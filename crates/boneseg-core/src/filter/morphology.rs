//! Binary morphological operations
//!
//! Implements dilation, erosion and closing for N-dimensional boolean masks.
//!
//! Each operator works one structuring-element offset at a time: the mask is
//! shifted by the offset and OR-accumulated (dilation) or AND-accumulated
//! (erosion) into the output over the window where the shifted voxel is in
//! bounds. Voxels outside the array read as `false` for both operators, so
//! erosion clears every voxel whose kernel footprint leaves the array.

use ndarray::{Array, ArrayBase, Data, Dimension, Slice, Zip};

use crate::error::{Result, SegmentationError};
use crate::filter::StructuringElement;

/// Dilate a binary mask.
///
/// `out[p]` is set iff `mask[p - o]` is set for some offset `o` of the
/// structuring element.
pub fn binary_dilation<S, D>(mask: &ArrayBase<S, D>, se: &StructuringElement) -> Result<Array<bool, D>>
where
    S: Data<Elem = bool>,
    D: Dimension,
{
    check_ndim(mask.ndim(), se)?;

    let mut out = Array::from_elem(mask.raw_dim(), false);
    for offset in se.offsets() {
        let shift: Vec<isize> = offset.iter().map(|&o| -o).collect();
        let Some((dst, src)) = shifted_window(mask.shape(), &shift) else {
            continue;
        };

        let src_view = mask.slice_each_axis(|ax| src[ax.axis.index()]);
        let mut dst_view = out.slice_each_axis_mut(|ax| dst[ax.axis.index()]);
        Zip::from(&mut dst_view)
            .and(&src_view)
            .for_each(|d, &s| *d |= s);
    }
    Ok(out)
}

/// Erode a binary mask.
///
/// `out[p]` is set iff `mask[p + o]` is set for every offset `o` of the
/// structuring element. Out-of-bounds neighbours count as unset.
pub fn binary_erosion<S, D>(mask: &ArrayBase<S, D>, se: &StructuringElement) -> Result<Array<bool, D>>
where
    S: Data<Elem = bool>,
    D: Dimension,
{
    check_ndim(mask.ndim(), se)?;

    let mut out = Array::from_elem(mask.raw_dim(), true);
    for offset in se.offsets() {
        let Some((dst, src)) = shifted_window(mask.shape(), offset) else {
            // The offset leaves the array from every voxel.
            out.fill(false);
            break;
        };

        let src_view = mask.slice_each_axis(|ax| src[ax.axis.index()]);
        let mut dst_view = out.slice_each_axis_mut(|ax| dst[ax.axis.index()]);
        Zip::from(&mut dst_view)
            .and(&src_view)
            .for_each(|d, &s| *d &= s);

        // Clear the slabs where p + offset falls outside the array.
        for (axis, &shift) in offset.iter().enumerate() {
            let len = mask.shape()[axis] as isize;
            let outside = match shift {
                s if s > 0 => Slice::from(len - s..len),
                s if s < 0 => Slice::from(0..-s),
                _ => continue,
            };
            out.slice_each_axis_mut(|ax| {
                if ax.axis.index() == axis {
                    outside
                } else {
                    Slice::from(..)
                }
            })
            .fill(false);
        }
    }
    Ok(out)
}

/// Close a binary mask
///
/// Closing = Dilation followed by Erosion.
/// Fills small holes and connects nearby structures.
pub fn binary_closing<S, D>(mask: &ArrayBase<S, D>, se: &StructuringElement) -> Result<Array<bool, D>>
where
    S: Data<Elem = bool>,
    D: Dimension,
{
    let dilated = binary_dilation(mask, se)?;
    binary_erosion(&dilated, se)
}

fn check_ndim(ndim: usize, se: &StructuringElement) -> Result<()> {
    if ndim != se.ndim() {
        return Err(SegmentationError::DimensionMismatch {
            mask: ndim,
            kernel: se.ndim(),
        });
    }
    Ok(())
}

/// Per-axis windows pairing `dst[p]` with `src[p + shift]`, restricted to the
/// voxels where both are in bounds. `None` when the window is empty.
fn shifted_window(shape: &[usize], shift: &[isize]) -> Option<(Vec<Slice>, Vec<Slice>)> {
    let mut dst = Vec::with_capacity(shape.len());
    let mut src = Vec::with_capacity(shape.len());
    for (&len, &s) in shape.iter().zip(shift) {
        let len = len as isize;
        let lo = (-s).max(0);
        let hi = len - s.max(0);
        if lo >= hi {
            return None;
        }
        dst.push(Slice::from(lo..hi));
        src.push(Slice::from(lo + s..hi + s));
    }
    Some((dst, src))
}
//! Image types.
//!
//! This module provides the Image type, which pairs voxel data
//! with the affine that places it in physical space.

pub mod image;

pub use image::Image;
·····
If a line in the entries above includes "false", count it; report the total alone.

4